Employees of Blackwater USA have engaged in nearly 200 shootings in Iraq since 2005, in the vast majority of cases firing their weapons from moving vehicles without stopping to count the dead or assist the wounded, according to a new report from Congress.
In at least two cases, the company paid victims' family members who complained, and sought to cover up other episodes, the congressional report said.
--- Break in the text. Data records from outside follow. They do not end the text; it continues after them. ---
//! Step-by-step collection of a new parent's details.
//!
//! Each administrator has at most one flow in progress. The flow never
//! touches a store; it only produces a validated [`NewParent`] once every
//! step is answered.

use crate::domain::directory::{ChatAddress, Grade, GradeId, NewParent, School, SchoolId};
use crate::error::{PaymentError, Result};
use std::collections::HashMap;
use std::hash::Hash;

#[derive(Debug, Clone, Copy, PartialEq, Eq)]
pub enum EnrollmentStep {
    AwaitingName,
    AwaitingChild,
    AwaitingSchool,
    AwaitingGrade,
    AwaitingPhone,
    AwaitingChatAddress,
    Complete,
}

impl EnrollmentStep {
    pub fn prompt(&self) -> &'static str {
        match self {
            Self::AwaitingName => "Parent's first name (and last name, optional):",
            Self::AwaitingChild => "Child's name:",
            Self::AwaitingSchool => "Choose a school (number):",
            Self::AwaitingGrade => "Choose a grade (number):",
            Self::AwaitingPhone => "Phone number ('-' to skip):",
            Self::AwaitingChatAddress => "Chat address ('-' to skip):",
            Self::Complete => "Done.",
        }
    }
}

#[derive(Debug, Clone, Default)]
struct Answers {
    first_name: Option<String>,
    last_name: Option<String>,
    child_name: Option<String>,
    school_id: Option<SchoolId>,
    grade_id: Option<GradeId>,
    phone_number: Option<String>,
    chat_address: Option<ChatAddress>,
}

#[derive(Debug, Clone)]
pub struct EnrollmentFlow {
    step: EnrollmentStep,
    answers: Answers,
}

impl Default for EnrollmentFlow {
    fn default() -> Self {
        Self::new()
    }
}

fn skipped(input: &str) -> bool {
    matches!(input.trim(), "" | "-")
}

impl EnrollmentFlow {
    pub fn new() -> Self {
        Self {
            step: EnrollmentStep::AwaitingName,
            answers: Answers::default(),
        }
    }

    pub fn step(&self) -> EnrollmentStep {
        self.step
    }

    fn ensure_step(&self, step: EnrollmentStep) -> Result<()> {
        if self.step == step {
            Ok(())
        } else {
            Err(PaymentError::InvalidState(format!(
                "enrollment is at {:?}, not {:?}",
                self.step, step
            )))
        }
    }

    /// Answers one of the free-text steps.
    pub fn submit_text(&mut self, input: &str) -> Result<EnrollmentStep> {
        let input = input.trim();
        match self.step {
            EnrollmentStep::AwaitingName => {
                let mut words = input.split_whitespace();
                let first = words.next().ok_or_else(|| {
                    PaymentError::ValidationError("First name must not be empty".to_string())
                })?;
                let rest = words.collect::<Vec<_>>().join(" ");
                self.answers.first_name = Some(first.to_string());
                self.answers.last_name = (!rest.is_empty()).then_some(rest);
                self.step = EnrollmentStep::AwaitingChild;
            }
            EnrollmentStep::AwaitingChild => {
                if input.is_empty() {
                    return Err(PaymentError::ValidationError(
                        "Child name must not be empty".to_string(),
                    ));
                }
                self.answers.child_name = Some(input.to_string());
                self.step = EnrollmentStep::AwaitingSchool;
            }
            EnrollmentStep::AwaitingPhone => {
                self.answers.phone_number = (!skipped(input)).then(|| input.to_string());
                self.step = EnrollmentStep::AwaitingChatAddress;
            }
            EnrollmentStep::AwaitingChatAddress => {
                self.answers.chat_address = if skipped(input) {
                    None
                } else {
                    Some(ChatAddress::new(input)?)
                };
                self.step = EnrollmentStep::Complete;
            }
            step => {
                return Err(PaymentError::InvalidState(format!(
                    "{:?} does not take free text",
                    step
                )));
            }
        }
        Ok(self.step)
    }

    pub fn choose_school(&mut self, school: &School) -> Result<EnrollmentStep> {
        self.ensure_step(EnrollmentStep::AwaitingSchool)?;
        self.answers.school_id = Some(school.id);
        self.step = EnrollmentStep::AwaitingGrade;
        Ok(self.step)
    }

    pub fn choose_grade(&mut self, grade: &Grade) -> Result<EnrollmentStep> {
        self.ensure_step(EnrollmentStep::AwaitingGrade)?;
        if self.answers.school_id != Some(grade.school_id) {
            return Err(PaymentError::ValidationError(format!(
                "Grade '{}' belongs to another school",
                grade.name
            )));
        }
        self.answers.grade_id = Some(grade.id);
        self.step = EnrollmentStep::AwaitingPhone;
        Ok(self.step)
    }

    pub fn school_id(&self) -> Option<SchoolId> {
        self.answers.school_id
    }

    /// The collected parent, available once every step is answered.
    pub fn finish(self) -> Result<NewParent> {
        self.ensure_step(EnrollmentStep::Complete)?;
        let answers = self.answers;
        let missing = |field: &str| PaymentError::InvalidState(format!("{} was never answered", field));

        let mut parent = NewParent::new(
            answers.first_name.ok_or_else(|| missing("first name"))?,
            answers.child_name.ok_or_else(|| missing("child name"))?,
        )?
        .with_grade(answers.grade_id.ok_or_else(|| missing("grade"))?);
        if let Some(last_name) = answers.last_name {
            parent = parent.with_last_name(last_name);
        }
        if let Some(phone) = answers.phone_number {
            parent = parent.with_phone(phone);
        }
        if let Some(address) = answers.chat_address {
            parent = parent.with_chat_address(address);
        }
        Ok(parent)
    }
}

/// In-progress flows keyed by administrator.
#[derive(Debug)]
pub struct EnrollmentSessions<K> {
    flows: HashMap<K, EnrollmentFlow>,
}

impl<K> Default for EnrollmentSessions<K> {
    fn default() -> Self {
        Self {
            flows: HashMap::new(),
        }
    }
}

impl<K: Eq + Hash> EnrollmentSessions<K> {
    pub fn new() -> Self {
        Self::default()
    }

    /// Starts a fresh flow, discarding any unfinished one for `admin`.
    pub fn start(&mut self, admin: K) -> &mut EnrollmentFlow {
        let flow = self.flows.entry(admin).or_default();
        *flow = EnrollmentFlow::new();
        flow
    }

    pub fn get_mut(&mut self, admin: &K) -> Option<&mut EnrollmentFlow> {
        self.flows.get_mut(admin)
    }

    /// Drops the flow. Returns `false` when there was none.
    pub fn cancel(&mut self, admin: &K) -> bool {
        self.flows.remove(admin).is_some()
    }

    /// Removes a finished flow and returns the parent it collected. An
    /// unfinished flow stays in place.
    pub fn complete(&mut self, admin: &K) -> Result<NewParent> {
        let none = || PaymentError::InvalidState("no enrollment in progress".to_string());
        let step = self.flows.get(admin).ok_or_else(none)?.step();
        if step != EnrollmentStep::Complete {
            return Err(PaymentError::InvalidState(format!(
                "enrollment is still at {:?}",
                step
            )));
        }
        self.flows.remove(admin).ok_or_else(none)?.finish()
    }
}

#[cfg(test)]
mod tests {
    use super::*;
    use crate::domain::payment::Amount;
    use rust_decimal_macros::dec;

    fn school(id: u64) -> School {
        School {
            id: SchoolId(id),
            name: format!("Школа {}", id),
        }
    }

    fn grade(id: u64, school_id: u64) -> Grade {
        Grade {
            id: GradeId(id),
            school_id: SchoolId(school_id),
            name: "5 класс".to_string(),
            monthly_payment: Amount::new(dec!(3400)).unwrap(),
        }
    }

    #[test]
    fn test_full_flow() {
        let mut sessions = EnrollmentSessions::new();
        let flow = sessions.start(42_u64);
        assert_eq!(flow.submit_text("Анна Иванова").unwrap(), EnrollmentStep::AwaitingChild);
        assert_eq!(flow.submit_text("Маша").unwrap(), EnrollmentStep::AwaitingSchool);
        flow.choose_school(&school(1)).unwrap();
        flow.choose_grade(&grade(2, 1)).unwrap();
        assert_eq!(flow.submit_text("-").unwrap(), EnrollmentStep::AwaitingChatAddress);
        assert_eq!(flow.submit_text("100500").unwrap(), EnrollmentStep::Complete);

        let parent = sessions.complete(&42).unwrap();
        assert_eq!(parent.first_name, "Анна");
        assert_eq!(parent.last_name.as_deref(), Some("Иванова"));
        assert_eq!(parent.grade_id, Some(GradeId(2)));
        assert_eq!(parent.phone_number, None);
        assert_eq!(parent.chat_address.unwrap().as_str(), "100500");
        assert!(sessions.get_mut(&42).is_none());
    }

    #[test]
    fn test_out_of_order_steps_rejected() {
        let mut flow = EnrollmentFlow::new();
        assert!(matches!(
            flow.choose_school(&school(1)),
            Err(PaymentError::InvalidState(_))
        ));
        assert!(flow.submit_text("  ").is_err());
        assert_eq!(flow.step(), EnrollmentStep::AwaitingName);

        flow.submit_text("Олег").unwrap();
        flow.submit_text("Петя").unwrap();
        assert!(flow.submit_text("Школа").is_err());
        flow.choose_school(&school(1)).unwrap();
        assert!(matches!(
            flow.choose_grade(&grade(5, 2)),
            Err(PaymentError::ValidationError(_))
        ));
        assert_eq!(flow.step(), EnrollmentStep::AwaitingGrade);
        assert!(flow.finish().is_err());
    }

    #[test]
    fn test_cancel_and_incomplete() {
        let mut sessions = EnrollmentSessions::new();
        sessions.start("admin").submit_text("Анна").unwrap();

        assert!(sessions.complete(&"admin").is_err());
        assert!(sessions.get_mut(&"admin").is_some());

        assert!(sessions.cancel(&"admin"));
        assert!(!sessions.cancel(&"admin"));
        assert!(sessions.complete(&"admin").is_err());
    }
}
pub mod application;
pub mod config;
pub mod domain;
pub mod error;
pub mod infrastructure;
pub mod interfaces;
It said State Department officials approved the payments in the hope of keeping the shootings quiet.
In one case last year, the department helped Blackwater spirit an employee out of Iraq less than 36 hours after the employee, while drunk, killed a bodyguard for one of Iraq's two vice presidents on Christmas Eve.
TRIGGER-HAPPY
The report -- prepared by the Democratic majority staff of the House of Representatives' Com-mittee on Oversight and Govern-ment Reform -- adds weight to complaints from Iraqi officials, US military officers and Blackwater's competitors that company guards have taken an aggressive, trigger-happy approach to their work and have repeatedly acted with reckless disregard for Iraqi life.
But the report is also harshly critical of the State Department for exercising virtually no restraint or supervision of the private security company's 861 employees in Iraq.
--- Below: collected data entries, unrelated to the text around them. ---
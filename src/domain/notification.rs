use super::directory::{ChatAddress, Grade, Parent, PaymentId, School};
use super::payment::Payment;
use crate::error::PaymentError;
use serde::{Deserialize, Serialize};
use std::fmt;
use std::str::FromStr;

/// Correlation id carried by a reminder so the recipient can answer it.
///
/// Rendered as `payment_<id>` for "I have paid" and `receipt_<id>` for a
/// receipt confirmation.
#[derive(Debug, Clone, Copy, PartialEq, Eq, Hash, Serialize, Deserialize)]
#[serde(try_from = "String", into = "String")]
pub enum ActionToken {
    ConfirmPayment(PaymentId),
    ConfirmReceipt(PaymentId),
}

impl ActionToken {
    pub fn payment_id(&self) -> PaymentId {
        match self {
            Self::ConfirmPayment(id) | Self::ConfirmReceipt(id) => *id,
        }
    }
}

impl fmt::Display for ActionToken {
    fn fmt(&self, f: &mut fmt::Formatter<'_>) -> fmt::Result {
        match self {
            Self::ConfirmPayment(id) => write!(f, "payment_{}", id),
            Self::ConfirmReceipt(id) => write!(f, "receipt_{}", id),
        }
    }
}

impl FromStr for ActionToken {
    type Err = PaymentError;

    fn from_str(s: &str) -> Result<Self, Self::Err> {
        let invalid = || PaymentError::ValidationError(format!("Unknown action token '{}'", s));
        let (kind, id) = s.split_once('_').ok_or_else(invalid)?;
        let id = PaymentId(id.parse().map_err(|_| invalid())?);
        match kind {
            "payment" => Ok(Self::ConfirmPayment(id)),
            "receipt" => Ok(Self::ConfirmReceipt(id)),
            _ => Err(invalid()),
        }
    }
}

impl TryFrom<String> for ActionToken {
    type Error = PaymentError;

    fn try_from(value: String) -> Result<Self, Self::Error> {
        value.parse()
    }
}

impl From<ActionToken> for String {
    fn from(token: ActionToken) -> Self {
        token.to_string()
    }
}

/// A rendered payment reminder addressed to one parent.
#[derive(Debug, Clone, PartialEq, Eq)]
pub struct ReminderMessage {
    pub recipient: ChatAddress,
    pub text: String,
    pub action: ActionToken,
}

impl ReminderMessage {
    pub fn compose(
        recipient: ChatAddress,
        parent: &Parent,
        grade: &Grade,
        school: &School,
        payment: &Payment,
    ) -> Self {
        let text = format!(
            "💳 Напоминание об оплате\n\n\
             Уважаемый(ая) {name}!\n\n\
             Напоминаем об оплате занятий за {month}:\n\
             🏫 {school}\n\
             📚 {grade}\n\
             👶 {child}\n\
             💳 Сумма: {amount} руб.\n\
             📅 Срок оплаты: {due}\n\n\
             После оплаты нажмите кнопку \"✅ Оплатил\".",
            name = parent.display_name(),
            month = payment.month(),
            school = school.name,
            grade = grade.name,
            child = parent.child_name,
            amount = payment.amount(),
            due = payment.due_date().format("%d.%m.%Y"),
        );
        Self {
            recipient,
            text,
            action: ActionToken::ConfirmPayment(payment.id()),
        }
    }
}
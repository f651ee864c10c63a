//! CSV adapters: directory imports in, payment and parent reports out.

pub mod directory_reader;
pub mod report_writer;
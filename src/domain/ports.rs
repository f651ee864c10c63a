use super::directory::{
    ChatAddress, Grade, GradeId, NewParent, Parent, ParentId, PaymentId, School, SchoolId,
};
use super::notification::ActionToken;
use super::payment::{Amount, BillingMonth, NewPayment, Payment};
use crate::error::{DeliveryError, Result};
use async_trait::async_trait;
use std::sync::Arc;

/// Reference data: schools, their grades and the enrolled parents.
#[async_trait]
pub trait DirectoryStore: Send + Sync {
    async fn insert_school(&self, name: String) -> Result<School>;
    async fn insert_grade(
        &self,
        school_id: SchoolId,
        name: String,
        monthly_payment: Amount,
    ) -> Result<Grade>;
    async fn update_grade(&self, grade: Grade) -> Result<()>;
    async fn insert_parent(&self, parent: NewParent) -> Result<Parent>;

    async fn find_schools(&self) -> Result<Vec<School>>;
    async fn find_school(&self, id: SchoolId) -> Result<Option<School>>;
    async fn find_grades(&self, school_id: SchoolId) -> Result<Vec<Grade>>;
    async fn find_grade(&self, id: GradeId) -> Result<Option<Grade>>;
    async fn find_parent(&self, id: ParentId) -> Result<Option<Parent>>;
    async fn find_active_parents(&self) -> Result<Vec<Parent>>;
    async fn find_parents_with_chat_address(&self) -> Result<Vec<Parent>>;
}

/// Payment history. Payments are never removed.
#[async_trait]
pub trait PaymentStore: Send + Sync {
    async fn find_payment(&self, parent_id: ParentId, month: BillingMonth)
    -> Result<Option<Payment>>;
    async fn get_payment(&self, id: PaymentId) -> Result<Option<Payment>>;

    /// Inserts a new obligation, failing with `PaymentError::Duplicate` if
    /// the parent already has one for that month. The check and the insert
    /// happen atomically.
    async fn insert_payment(&self, payment: NewPayment) -> Result<Payment>;
    async fn update_payment(&self, payment: Payment) -> Result<()>;

    /// Unpaid payments in id order, optionally restricted to one month.
    async fn find_unpaid_payments(&self, month: Option<BillingMonth>) -> Result<Vec<Payment>>;
    async fn find_paid_payments(&self) -> Result<Vec<Payment>>;
}

/// Outbound chat channel. Any error is a per-recipient delivery failure.
#[async_trait]
pub trait NotificationTransport: Send + Sync {
    async fn send_message(
        &self,
        recipient: &ChatAddress,
        text: &str,
        action: &ActionToken,
    ) -> std::result::Result<(), DeliveryError>;
}

pub type DirectoryStoreRef = Arc<dyn DirectoryStore>;
pub type PaymentStoreRef = Arc<dyn PaymentStore>;
pub type TransportRef = Arc<dyn NotificationTransport>;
"There is no evidence in the documents that the committee has reviewed that the State Department sought to restrain Blackwater's actions, raised concerns about the number of shooting incidents involving Blackwater or the company's high rate of shooting first, or detained Blackwater contractors for investigation," the report states.
Neither the State Department nor Blackwater would comment on Monday about the 15-page report, but both said their representatives would address it yesterday in testimony before the committee.
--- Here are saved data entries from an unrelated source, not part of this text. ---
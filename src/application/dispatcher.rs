use crate::config::DispatchConfig;
use crate::domain::directory::{ChatAddress, Parent, ParentId, PaymentId};
use crate::domain::notification::ReminderMessage;
use crate::domain::payment::Payment;
use crate::domain::ports::{DirectoryStoreRef, TransportRef};
use crate::error::DeliveryError;
use futures::stream::{self, StreamExt};
use tracing::{info, warn};

/// A reminder that could not be delivered.
#[derive(Debug, Clone, PartialEq, Eq)]
pub struct DeliveryFailure {
    pub payment_id: PaymentId,
    pub parent_id: ParentId,
    pub recipient: Option<ChatAddress>,
    pub error: DeliveryError,
}

/// Result of one reminder batch.
#[derive(Debug, Clone, Default, PartialEq, Eq)]
pub struct DispatchReport {
    /// Reminders the dispatcher tried to deliver.
    pub attempted: usize,
    pub delivered: usize,
    /// Parents left out because they had nothing to pay.
    pub skipped: usize,
    pub failures: Vec<DeliveryFailure>,
}

impl DispatchReport {
    fn record(mut self, outcome: std::result::Result<(), DeliveryFailure>) -> Self {
        self.attempted += 1;
        match outcome {
            Ok(()) => self.delivered += 1,
            Err(failure) => self.failures.push(failure),
        }
        self
    }

    pub fn failed(&self) -> usize {
        self.failures.len()
    }
}

/// Sends payment reminders, one independent delivery per recipient.
///
/// A failed, unresolvable or timed-out send is logged and recorded in the
/// report; it never stops the rest of the batch and never surfaces as an
/// error to the caller.
pub struct NotificationDispatcher {
    directory: DirectoryStoreRef,
    transport: TransportRef,
    config: DispatchConfig,
}

impl NotificationDispatcher {
    pub fn new(directory: DirectoryStoreRef, transport: TransportRef, config: DispatchConfig) -> Self {
        Self {
            directory,
            transport,
            config,
        }
    }

    /// Reminds the parent of each payment.
    pub async fn dispatch(&self, payments: &[Payment]) -> DispatchReport {
        let report = self
            .run(payments.iter().map(|payment| (payment, None)), 0)
            .await;
        info!(
            delivered = report.delivered,
            failed = report.failed(),
            "Reminders dispatched"
        );
        report
    }

    /// Reminds every reachable parent of one outstanding payment, ignoring
    /// the reminder window.
    ///
    /// When a parent owes several payments the one with the earliest due
    /// date (then lowest id) is used. Parents owing nothing are skipped.
    pub async fn dispatch_to_all_recipients(
        &self,
        parents: &[Parent],
        unpaid: &[Payment],
    ) -> DispatchReport {
        let mut targets = Vec::new();
        let mut skipped = 0;
        for parent in parents.iter().filter(|p| p.chat_address.is_some()) {
            let oldest = unpaid
                .iter()
                .filter(|p| p.parent_id() == parent.id && !p.is_paid())
                .min_by_key(|p| (p.due_date(), p.id()));
            match oldest {
                Some(payment) => targets.push((payment, Some(parent))),
                None => skipped += 1,
            }
        }

        let report = self.run(targets.into_iter(), skipped).await;
        info!(
            delivered = report.delivered,
            failed = report.failed(),
            skipped = report.skipped,
            "Reminders force-dispatched to all recipients"
        );
        report
    }

    async fn run<'a>(
        &self,
        targets: impl Iterator<Item = (&'a Payment, Option<&'a Parent>)>,
        skipped: usize,
    ) -> DispatchReport {
        let initial = DispatchReport {
            skipped,
            ..DispatchReport::default()
        };
        stream::iter(targets)
            .map(|(payment, parent)| self.deliver(payment, parent))
            .buffer_unordered(self.config.concurrency.max(1))
            .fold(initial, |report, outcome| async move { report.record(outcome) })
            .await
    }

    async fn deliver(
        &self,
        payment: &Payment,
        parent: Option<&Parent>,
    ) -> std::result::Result<(), DeliveryFailure> {
        let fail = |recipient: Option<ChatAddress>, error: DeliveryError| {
            warn!(
                payment_id = %payment.id(),
                parent_id = %payment.parent_id(),
                recipient = recipient.as_ref().map(ChatAddress::as_str).unwrap_or("-"),
                error = %error,
                "Reminder not delivered"
            );
            DeliveryFailure {
                payment_id: payment.id(),
                parent_id: payment.parent_id(),
                recipient,
                error,
            }
        };

        let message = match self.compose(payment, parent).await {
            Ok(message) => message,
            Err(error) => return Err(fail(None, error)),
        };

        let timeout = self.config.send_timeout();
        let sent = tokio::time::timeout(
            timeout,
            self.transport
                .send_message(&message.recipient, &message.text, &message.action),
        )
        .await
        .unwrap_or(Err(DeliveryError::Timeout(self.config.send_timeout_ms)));

        match sent {
            Ok(()) => {
                info!(payment_id = %payment.id(), recipient = %message.recipient, "Reminder delivered");
                Ok(())
            }
            Err(error) => Err(fail(Some(message.recipient), error)),
        }
    }

    async fn compose(
        &self,
        payment: &Payment,
        parent: Option<&Parent>,
    ) -> std::result::Result<ReminderMessage, DeliveryError> {
        let unresolvable = |e: crate::error::PaymentError| DeliveryError::Unresolvable(e.to_string());

        let parent = match parent {
            Some(parent) => parent.clone(),
            None => self
                .directory
                .find_parent(payment.parent_id())
                .await
                .map_err(unresolvable)?
                .ok_or_else(|| {
                    DeliveryError::Unresolvable(format!("parent {} not found", payment.parent_id()))
                })?,
        };
        let recipient = parent
            .chat_address
            .clone()
            .ok_or(DeliveryError::NoChatAddress(parent.id.0))?;

        let grade_id = parent.grade_id.ok_or_else(|| {
            DeliveryError::Unresolvable(format!("parent {} has no grade", parent.id))
        })?;
        let grade = self
            .directory
            .find_grade(grade_id)
            .await
            .map_err(unresolvable)?
            .ok_or_else(|| DeliveryError::Unresolvable(format!("grade {} not found", grade_id)))?;
        let school = self
            .directory
            .find_school(grade.school_id)
            .await
            .map_err(unresolvable)?
            .ok_or_else(|| {
                DeliveryError::Unresolvable(format!("school {} not found", grade.school_id))
            })?;

        Ok(ReminderMessage::compose(recipient, &parent, &grade, &school, payment))
    }
}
The report -- based on 437 internal Blackwater incident reports as well as internal State Department correspondence -- said that Blackwater's use of force was "frequent and extensive, resulting in significant casualties and property damage."
In the case of the Christmas Eve killing, the report states that the acting ambassador at the US embassy suggested paying the slain bodyguard's family US$250,000, but a lower-ranking official said that such a high payment "could cause incidents with people trying to get killed by our guys to financially guarantee their family's future."
Blackwater ultimately paid the dead man's family US$15,000.
DRUNK
The Blackwater employee under investigation in that killing was so drunk after fleeing the shooting that another group of guards took away the loaded pistol he was fumbling with, the report said.
The guards, employees of Triple Canopy -- another contractor -- returned the weapon to the man, who smelled of alcohol, and escorted him away from their guard post in the fortified Green Zone, the report said.
Shortly afterward, the police detained the man, a 26-year-old whom the report did not name, at the Blackwater camp inside the Green Zone, but found he was too intoxicated to be interviewed.
Within 36 hours, the report said, Blackwater fired the man for possessing a firearm while drunk and arranged with the State Department to fly him back to the US, angering Iraqi officials who said the shooting was murder.
According to the report, the episode began between 10:30pm and 11:30pm on Dec. 24 when the off-duty Blackwater employee, who witnesses said had been drinking heavily, passed through a gate near Iraqi Prime Minister Nouri Kamal al-Maliki's compound in the Green Zone.
When confronted by bodyguards to Vice President Adil Abdul Mahdi, the Blackwater employee fired his Glock 9mm pistol, hitting Raheem Khalif, three times. Khalif, 32, later died at a US military hospital.
The Blackwater employee fled to the Triple Canopy guard post, where he told the guards that he had been in a gunfight with Iraqis who were chasing him and shooting at him.
The next day, the Blackwater employee told US Army investigators that he had fired in self-defense after the Iraqi bodyguard shot at him. On Dec. 26, Blackwater flew the man out of Iraq to Jordan, and then to the US.